The World Economy, 2005, vol. 28, issue 2, 231-241

Abstract: Japan has promoted its exports by reducing the risks accompanying overseas sales through short‐term facilities for exporters. Short‐term export insurance schemes operated in line with rules on minimum premia are not prohibited according to current international trade rules. The insured amount of underwriting has however grown steadily and the balance of accounts of export insurance has deteriorated over a sustained, ‘long‐term’ period. The Japanese government has supported the system by reinforcing its financial base. In the 1980s and 1990s, the amount of claims was almost three times higher than premium incomes.
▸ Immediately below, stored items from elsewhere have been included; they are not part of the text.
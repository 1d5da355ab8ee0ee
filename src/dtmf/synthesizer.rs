//! Tone synthesizer: plays a dial string as DTMF audio
//!
//! Two threads cooperate during a playback session:
//! - the device's render callback (real-time) owns a `ToneRenderer`, which
//!   keeps the oscillator phases and reads the active tone once per block;
//! - the session thread owns the output port and walks the symbol schedule,
//!   storing a new `ActiveTone` at every tone/gap boundary.
//!
//! The only state they share is the `ToneCell`, a single atomic word, so the
//! render path never locks, allocates or observes a half-updated pair.
//!
//! Phases are never reset at a boundary, only the target frequencies change,
//! so transitions are phase-continuous. Amplitude still switches instantly.

use std::sync::atomic::{AtomicBool, Ordering};
use std::sync::Arc;
use std::thread::{self, JoinHandle};
use std::time::{Duration, Instant};

use crossbeam_channel::{bounded, Receiver, RecvTimeoutError, Sender};

use super::events::EventSink;
use super::table::DtmfSymbol;
use super::tone_cell::{ActiveTone, ToneCell};
use crate::domain::{
    AudioSample, CodecConfig, DtmfError, DtmfResult, ErrorEvent, ErrorKind, StreamFormat,
};
use crate::dsp::Nco;
use crate::ports::OutputFactory;

/// Per-oscillator amplitude; two tones at full swing sum to at most 1.0
const TONE_AMPLITUDE: f32 = 0.5;

/// Render-side oscillator pair driven by a `ToneCell`
pub struct ToneRenderer {
    tone: Arc<ToneCell>,
    current: ActiveTone,
    osc1: Nco,
    osc2: Nco,
    channels: usize,
}

impl ToneRenderer {
    pub fn new(tone: Arc<ToneCell>, format: StreamFormat) -> Self {
        let sample_rate = format.sample_rate as f64;
        Self {
            tone,
            current: ActiveTone::SILENCE,
            osc1: Nco::new(0.0, sample_rate),
            osc2: Nco::new(0.0, sample_rate),
            channels: usize::from(format.channels.max(1)),
        }
    }

    /// Fill an interleaved block; every channel of a frame gets the same sample.
    /// Reads the tone cell once per block. Silence renders true zeros.
    pub fn render(&mut self, out: &mut [AudioSample]) {
        let tone = self.tone.load();
        if tone != self.current {
            self.osc1.set_frequency(f64::from(tone.freq1));
            self.osc2.set_frequency(f64::from(tone.freq2));
            self.current = tone;
        }

        let silent = tone.is_silence();
        for frame in out.chunks_mut(self.channels) {
            let s1 = self.osc1.next_sin();
            let s2 = self.osc2.next_sin();
            let sample = if silent {
                0.0
            } else {
                TONE_AMPLITUDE * s1 + TONE_AMPLITUDE * s2
            };
            frame.fill(sample);
        }
    }

    /// Tone used for the most recent block
    pub fn current(&self) -> ActiveTone {
        self.current
    }

    /// Oscillator phases, each in `[0, 2π)`
    pub fn phases(&self) -> (f64, f64) {
        (self.osc1.phase(), self.osc2.phase())
    }
}

fn samples_for(duration_ms: u64, sample_rate: u32) -> usize {
    (duration_ms as u128 * sample_rate as u128 / 1000) as usize
}

/// Render a whole dial string offline as mono samples, with the same
/// oscillators and phase continuity as live playback.
pub fn render_sequence(
    symbols: &[DtmfSymbol],
    tone_duration_ms: u64,
    intertone_gap_ms: u64,
    sample_rate: u32,
) -> Vec<AudioSample> {
    let tone_len = samples_for(tone_duration_ms, sample_rate);
    let gap_len = samples_for(intertone_gap_ms, sample_rate);
    if tone_len + gap_len == 0 {
        return Vec::new();
    }

    let cell = Arc::new(ToneCell::new());
    let mut renderer = ToneRenderer::new(cell.clone(), StreamFormat::new(sample_rate, 1));
    let mut samples = vec![0.0; symbols.len() * (tone_len + gap_len)];

    for (chunk, &symbol) in samples.chunks_mut(tone_len + gap_len).zip(symbols) {
        let (tone, gap) = chunk.split_at_mut(tone_len);
        cell.store(ActiveTone::for_symbol(symbol));
        renderer.render(tone);
        cell.silence();
        renderer.render(gap);
    }

    samples
}

/// Sleep until `deadline` unless a stop is requested first.
/// Returns true when playback should stop.
fn stop_requested_before(stop_rx: &Receiver<()>, deadline: Instant) -> bool {
    !matches!(stop_rx.recv_deadline(deadline), Err(RecvTimeoutError::Timeout))
}

/// Walk the schedule, one tone then one gap per symbol.
/// Deadlines accumulate from the start so timer slop does not add up.
/// Returns true if the whole sequence played.
fn run_schedule(
    tone: &ToneCell,
    symbols: &[DtmfSymbol],
    tone_duration: Duration,
    intertone_gap: Duration,
    stop_rx: &Receiver<()>,
) -> bool {
    let mut deadline = Instant::now();
    for &symbol in symbols {
        tone.store(ActiveTone::for_symbol(symbol));
        deadline += tone_duration;
        if stop_requested_before(stop_rx, deadline) {
            return false;
        }

        tone.silence();
        deadline += intertone_gap;
        if stop_requested_before(stop_rx, deadline) {
            return false;
        }
    }
    true
}

struct PlaybackSession {
    /// Dropping this wakes the session thread and ends playback
    stop_tx: Sender<()>,
    handle: JoinHandle<()>,
}

/// Everything the session thread needs, moved onto it at `play`
struct SessionPlan {
    factory: OutputFactory,
    format: StreamFormat,
    tone: Arc<ToneCell>,
    playing: Arc<AtomicBool>,
    errors: EventSink<ErrorEvent>,
    symbols: Vec<DtmfSymbol>,
    tone_duration: Duration,
    intertone_gap: Duration,
}

fn run_playback_session(
    plan: SessionPlan,
    stop_rx: Receiver<()>,
    ready_tx: Sender<DtmfResult<()>>,
) {
    let mut output = (plan.factory)();
    plan.tone.silence();

    let mut renderer = ToneRenderer::new(plan.tone.clone(), plan.format);
    let errors = plan.errors.clone();
    let started = output.start(
        plan.format,
        Box::new(move |buf: &mut [AudioSample]| renderer.render(buf)),
        Box::new(move |message: String| {
            errors.publish(ErrorEvent {
                kind: ErrorKind::AudioStartFailed,
                message: format!("Output stream error: {message}"),
            });
        }),
    );

    if let Err(e) = started {
        let _ = ready_tx.send(Err(e));
        return;
    }
    let _ = ready_tx.send(Ok(()));

    log::info!(
        "Playing {} symbol(s) at {} Hz, {} channel(s)",
        plan.symbols.len(),
        plan.format.sample_rate,
        plan.format.channels
    );

    let completed = run_schedule(
        &plan.tone,
        &plan.symbols,
        plan.tone_duration,
        plan.intertone_gap,
        &stop_rx,
    );

    plan.tone.silence();
    if let Err(e) = output.stop() {
        log::warn!("Failed to stop audio output: {e}");
    }
    plan.playing.store(false, Ordering::SeqCst);

    if completed {
        log::info!("Playback complete");
    } else {
        log::info!("Playback stopped");
    }
}

/// DTMF tone synthesizer
pub struct ToneSynthesizer {
    config: CodecConfig,
    output_factory: OutputFactory,
    errors: EventSink<ErrorEvent>,
    tone: Arc<ToneCell>,
    playing: Arc<AtomicBool>,
    session: Option<PlaybackSession>,
}

impl ToneSynthesizer {
    /// `output_factory` is called once per playback session to acquire the device.
    /// Stream failures after a session started are published on `errors`.
    pub fn new(
        config: &CodecConfig,
        output_factory: OutputFactory,
        errors: EventSink<ErrorEvent>,
    ) -> Self {
        Self {
            config: config.clone(),
            output_factory,
            errors,
            tone: Arc::new(ToneCell::new()),
            playing: Arc::new(AtomicBool::new(false)),
            session: None,
        }
    }

    /// Start playing `symbols`, each for `tone_duration_ms` followed by
    /// `intertone_gap_ms` of silence. Returns once the output device is running;
    /// playback then continues in the background and stops by itself after the
    /// last gap.
    ///
    /// Fails with `AlreadyPlaying` (leaving the current session untouched) if a
    /// session is active, `Config` if the configuration does not validate, or
    /// `AudioStartFailed` if the device cannot be started.
    pub fn play(
        &mut self,
        symbols: &[DtmfSymbol],
        tone_duration_ms: u64,
        intertone_gap_ms: u64,
    ) -> DtmfResult<()> {
        if self.playing.load(Ordering::SeqCst) {
            return Err(DtmfError::AlreadyPlaying);
        }
        self.config.validate()?;
        // A session that completed on its own still needs joining
        self.reap_session();

        self.playing.store(true, Ordering::SeqCst);

        let (stop_tx, stop_rx) = bounded::<()>(1);
        let (ready_tx, ready_rx) = bounded::<DtmfResult<()>>(1);

        let plan = SessionPlan {
            factory: self.output_factory.clone(),
            format: self.config.output_format(),
            tone: self.tone.clone(),
            playing: self.playing.clone(),
            errors: self.errors.clone(),
            symbols: symbols.to_vec(),
            tone_duration: Duration::from_millis(tone_duration_ms),
            intertone_gap: Duration::from_millis(intertone_gap_ms),
        };

        let handle = thread::spawn(move || run_playback_session(plan, stop_rx, ready_tx));

        match ready_rx.recv() {
            Ok(Ok(())) => {
                self.session = Some(PlaybackSession { stop_tx, handle });
                Ok(())
            }
            Ok(Err(e)) => {
                log::error!("Failed to start audio output: {e}");
                let _ = handle.join();
                self.playing.store(false, Ordering::SeqCst);
                Err(e)
            }
            Err(_) => {
                let _ = handle.join();
                self.playing.store(false, Ordering::SeqCst);
                Err(DtmfError::AudioStartFailed("Playback thread exited".into()))
            }
        }
    }

    /// Stop playback immediately and release the output device.
    /// No-op when nothing is playing.
    pub fn stop(&mut self) -> DtmfResult<()> {
        if let Some(session) = self.session.take() {
            drop(session.stop_tx);
            if session.handle.join().is_err() {
                log::error!("Playback thread panicked");
            }
        }
        self.tone.silence();
        self.playing.store(false, Ordering::SeqCst);
        Ok(())
    }

    /// Block until the current session finishes on its own
    pub fn wait(&mut self) {
        if let Some(session) = self.session.take() {
            if session.handle.join().is_err() {
                log::error!("Playback thread panicked");
            }
            drop(session.stop_tx);
        }
    }

    pub fn is_playing(&self) -> bool {
        self.playing.load(Ordering::SeqCst)
    }

    /// Tone the scheduler currently wants sounding
    pub fn active_tone(&self) -> ActiveTone {
        self.tone.load()
    }

    fn reap_session(&mut self) {
        if let Some(session) = self.session.take() {
            drop(session.stop_tx);
            let _ = session.handle.join();
        }
    }
}

impl Drop for ToneSynthesizer {
    fn drop(&mut self) {
        let _ = self.stop();
    }
}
Although the Japanese government may have subsidised exporters through the export insurance system, such subsidisation is notionally at least in accordance with the current regulations of the global trading system. The multilateral trading system has included export insurances at premium rates inadequate for covering the long‐term operating costs and losses of the programmes in the list of export subsidies. The current Members of the WTO are obliged to abide by the Agreement on Subsidies and Countervailing Measures which comprises the illustrative list of export subsidies. However, the Agreement also stipulates that export insurances consistent with the interest rate provisions of the OECD Arrangement should not be considered as an export subsidy. Therefore, provision of export insurances not prohibited by the WTO regulations may be considered by developing countries undergoing trade deficits as a means of export promotion. Japan has done similarly for the past half century.